エンプロイヤビリティ(employability)という言葉は、日本企業で「成果主義」が一時的に流行した2000年前後から、人事界隈で使われてきたと思います。概念として整理されたのは実務で使われてからしばらく経ってからのようでして、引用数が非常に多い本論文は2004年に出ています。本論文では、エンプロイヤビリティを、①キャリア・アイデンティティ、②個人的適応、③社会関係資本・人的資本、の三つから構成されると概念的に整理しています。

Fugate, M., Kinicki, A. J., & Ashforth, B. E. (2004). Employability- A psycho-social construct, its dimensions, and applications. Journal of Vocational behavior, 65(1), 14-38.

全体像

なぜエンプロイヤビリティという概念が出てきたのかについて著者たちはまず説明しています。伝統的には、キャリアというものは、組織に属すことが前提とされていて組織による束縛を受けるものと想定されていました。boundedでorganizationalなキャリアという表現をしているのが秀逸です。

しかし現代におけるキャリアは、自己管理的で、組織間の境界が弱くて、複数の組織における複数のポジションから構成される、という特徴が出てきています。キャリア論で言えば、バウンダリーレス・キャリアやプロティアン・キャリアといったニューキャリア論に影響しているもので、実際、この二つのキャリア論への言及が本論文では多くされています。

こうした社会や組織の変化およびキャリア論の変化に対応してエンプロイヤビリティという概念が広まったと考えられます。

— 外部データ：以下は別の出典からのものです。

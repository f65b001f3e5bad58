use chrono::{DateTime, Utc};
use serde::{Deserialize, Serialize};
use sqlx::FromRow;
use ts_rs::TS;
use utoipa::ToSchema;
use uuid::Uuid;

/// The closed set of roles an account may hold. Role assignment rejects anything else.
pub const VALID_ROLES: [&str; 4] = ["admin", "user", "member", "guest"];

// --- Core Application Schemas (Mapped to Database) ---

/// User
///
/// The canonical account record stored in the `users` table, mirrored from the
/// external authentication provider. Carries the moderation state (ban flag,
/// reason, optional expiry) consumed by the authorization layer on every request.
#[derive(Debug, Clone, Serialize, Deserialize, TS, ToSchema, FromRow, Default)]
#[serde(rename_all = "camelCase")]
#[ts(export)]
pub struct User {
    pub id: Uuid,
    pub name: String,
    pub email: String,
    pub email_verified: bool,
    // Optional handle chosen by the user; the display variant preserves casing.
    pub username: Option<String>,
    pub display_username: Option<String>,
    // The RBAC label: one of VALID_ROLES. Null on provider-created accounts
    // that were never assigned one; authorization then assumes "user".
    pub role: Option<String>,

    // Moderation state. `banned` alone does not mean currently locked out:
    // a `ban_expires` in the past means the ban has lapsed.
    pub banned: bool,
    pub ban_reason: Option<String>,
    #[ts(type = "string | null")]
    pub ban_expires: Option<DateTime<Utc>>,

    #[ts(type = "string")]
    pub created_at: DateTime<Utc>,
    #[ts(type = "string")]
    pub updated_at: DateTime<Utc>,
}

/// Session
///
/// One row of the provider-owned `sessions` table. Only rows with
/// `expires_at` in the future count as active; expired rows are ignored rather
/// than eagerly deleted.
#[derive(Debug, Clone, Serialize, Deserialize, TS, ToSchema, FromRow, Default)]
#[serde(rename_all = "camelCase")]
#[ts(export)]
pub struct Session {
    pub id: Uuid,
    pub user_id: Uuid,
    /// Opaque provider-issued token, presented back by clients in the session cookie.
    #[serde(skip_serializing)]
    pub token: String,
    pub ip_address: Option<String>,
    pub user_agent: Option<String>,
    #[ts(type = "string")]
    pub created_at: DateTime<Utc>,
    #[ts(type = "string")]
    pub updated_at: DateTime<Utc>,
    #[ts(type = "string")]
    pub expires_at: DateTime<Utc>,
}

// --- Request Payloads (Input Schemas) ---

/// UserListQuery
///
/// Accepted query parameters for the admin user listing (GET /api/admin/users).
/// All filters are optional and combinable; pagination is clamped server-side.
#[derive(Debug, Clone, Deserialize, utoipa::IntoParams)]
#[serde(rename_all = "camelCase")]
pub struct UserListQuery {
    /// 1-based page number. Defaults to 1.
    pub page: Option<i64>,
    /// Page size. Defaults to 20, capped at 100.
    pub page_size: Option<i64>,
    /// Exact role filter.
    pub role: Option<String>,
    /// Ban-flag filter.
    pub banned: Option<bool>,
    /// Case-insensitive substring match on name or email.
    pub search: Option<String>,
}

/// BanUserRequest
///
/// Input payload for POST /api/admin/users/ban. Fields are Options so the handler
/// can answer missing-field mistakes with a 400 and a readable message instead of
/// a deserialization rejection. `expires` stays a raw string: the handler owns the
/// parse, so an unparseable date is a 400, and absence means a permanent ban.
#[derive(Debug, Clone, Serialize, Deserialize, TS, ToSchema, Default)]
#[serde(rename_all = "camelCase")]
#[ts(export)]
pub struct BanUserRequest {
    pub user_id: Option<Uuid>,
    pub reason: Option<String>,
    pub expires: Option<String>,
}

/// UnbanUserRequest
///
/// Input payload for POST /api/admin/users/unban.
#[derive(Debug, Clone, Serialize, Deserialize, TS, ToSchema, Default)]
#[serde(rename_all = "camelCase")]
#[ts(export)]
pub struct UnbanUserRequest {
    pub user_id: Option<Uuid>,
}

/// UpdateRoleRequest
///
/// Input payload for POST /api/admin/users/role. The role must be one of VALID_ROLES.
#[derive(Debug, Clone, Serialize, Deserialize, TS, ToSchema, Default)]
#[serde(rename_all = "camelCase")]
#[ts(export)]
pub struct UpdateRoleRequest {
    pub user_id: Option<Uuid>,
    pub role: Option<String>,
}

/// UpdateProfileRequest
///
/// Input payload for PUT /api/user/profile. Only the display name is mutable here;
/// everything else belongs to the provider or the admin endpoints.
#[derive(Debug, Clone, Serialize, Deserialize, TS, ToSchema, Default)]
#[serde(rename_all = "camelCase")]
#[ts(export)]
pub struct UpdateProfileRequest {
    pub name: Option<String>,
}

/// RevokeSessionRequest
///
/// Input payload for DELETE /api/user/sessions: either a single session by id,
/// or everything at once via `revoke_all`.
#[derive(Debug, Clone, Serialize, Deserialize, TS, ToSchema, Default)]
#[serde(rename_all = "camelCase")]
#[ts(export)]
pub struct RevokeSessionRequest {
    pub session_id: Option<Uuid>,
    pub revoke_all: Option<bool>,
}

/// RegisterRequest
///
/// Input payload forwarded to the authentication provider's signup flow.
/// The password transits to the provider and is never persisted or logged here.
#[derive(Debug, Clone, Serialize, Deserialize, TS, ToSchema, Default)]
#[ts(export)]
pub struct RegisterRequest {
    pub name: Option<String>,
    pub email: Option<String>,
    pub password: Option<String>,
}

/// SignInRequest
///
/// Input payload forwarded to the provider's email sign-in flow.
#[derive(Debug, Clone, Serialize, Deserialize, TS, ToSchema, Default)]
#[ts(export)]
pub struct SignInRequest {
    pub email: Option<String>,
    pub password: Option<String>,
}

/// ForgotPasswordRequest
///
/// Input payload for the provider's password-reset flow. The reset email itself
/// is sent by the provider.
#[derive(Debug, Clone, Serialize, Deserialize, TS, ToSchema, Default)]
#[ts(export)]
pub struct ForgotPasswordRequest {
    pub email: Option<String>,
}

// --- Response Schemas (Output) ---

/// UserListResponse
///
/// Paginated envelope for the admin user listing.
#[derive(Debug, Clone, Serialize, Deserialize, TS, ToSchema, Default)]
#[serde(rename_all = "camelCase")]
#[ts(export)]
pub struct UserListResponse {
    pub users: Vec<User>,
    pub total_count: i64,
    pub total_pages: i64,
    pub current_page: i64,
    pub page_size: i64,
}

/// ProfileResponse
///
/// Output schema for GET /api/user/profile: the full account record plus the
/// number of currently active sessions and a derived activity flag
/// (`is_active` is false only while a ban is actually in force).
#[derive(Debug, Clone, Serialize, Deserialize, TS, ToSchema, Default)]
#[serde(rename_all = "camelCase")]
#[ts(export)]
pub struct ProfileResponse {
    pub user: User,
    pub session_count: i64,
    pub is_active: bool,
}

/// SessionInfo
///
/// One active session as shown to its owner. The token itself is never exposed;
/// `is_current` is left for the client to determine against its own cookie.
#[derive(Debug, Clone, Serialize, Deserialize, TS, ToSchema, Default)]
#[serde(rename_all = "camelCase")]
#[ts(export)]
pub struct SessionInfo {
    pub id: Uuid,
    #[ts(type = "string")]
    pub created_at: DateTime<Utc>,
    #[ts(type = "string")]
    pub updated_at: DateTime<Utc>,
    #[ts(type = "string")]
    pub expires_at: DateTime<Utc>,
    pub ip_address: Option<String>,
    pub user_agent: Option<String>,
    pub is_current: bool,
}

impl From<Session> for SessionInfo {
    fn from(session: Session) -> Self {
        Self {
            id: session.id,
            created_at: session.created_at,
            updated_at: session.updated_at,
            expires_at: session.expires_at,
            ip_address: session.ip_address,
            user_agent: session.user_agent,
            is_current: false,
        }
    }
}

/// SessionListResponse
///
/// Envelope for GET /api/user/sessions.
#[derive(Debug, Clone, Serialize, Deserialize, TS, ToSchema, Default)]
#[serde(rename_all = "camelCase")]
#[ts(export)]
pub struct SessionListResponse {
    pub sessions: Vec<SessionInfo>,
    pub total_count: i64,
}

/// ApiMessage
///
/// The generic success envelope used by mutation endpoints.
#[derive(Debug, Clone, Serialize, Deserialize, TS, ToSchema, Default)]
#[ts(export)]
pub struct ApiMessage {
    pub success: bool,
    pub message: String,
}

エンプロイヤビリティは三次元で構成されるということを冒頭で述べましたが、以下のようにベン図で示すとイメージしやすいかもしれません。

p.19

①キャリア・アイデンティティ

エンプロイヤビリティの語感からは外的キャリア(報酬、ポジションなど)を想起させる印象がありますが、個人の内的な動機や価値観が重要であるとして著者たちは概念整理をしています。そのため、第一に出てくる次元はキャリア・アイデンティティです。

具体的には、仕事を意味のあるものにする経験、ナラティブとして構築すること、個人のアイデンティティのスタイルから影響を受けるもの、といった特徴が挙げられています。

②個人的適応(Personal Adaptability)

二つ目の次元は個人的適応です。ここでは、楽観性、学習性向(propensity to learn)、開放性、自己効力感、といったものと親和性が高い次元であるとしています。

③社会関係資本・人的資本(Social & Human Capital)

三つ目は社会関係資本・人的資本です。社会関係資本は社会的ネットワークの中における善意であり、他者や組織との相互作用からエンプロイヤビリティが構築されるという考え方をとっています。同様に、経験値などを含めた個人の有する資本もまた重要であるとしています。

本論文の目的は概念を整理すること!

本論文は、エンプロイヤビリティという概念を整理することが目的としたもので実証研究ではありません。エンプロイヤビリティをどのように測定するのかという実証研究については、後続するものがあるので、どこかのタイミングで読む予定です。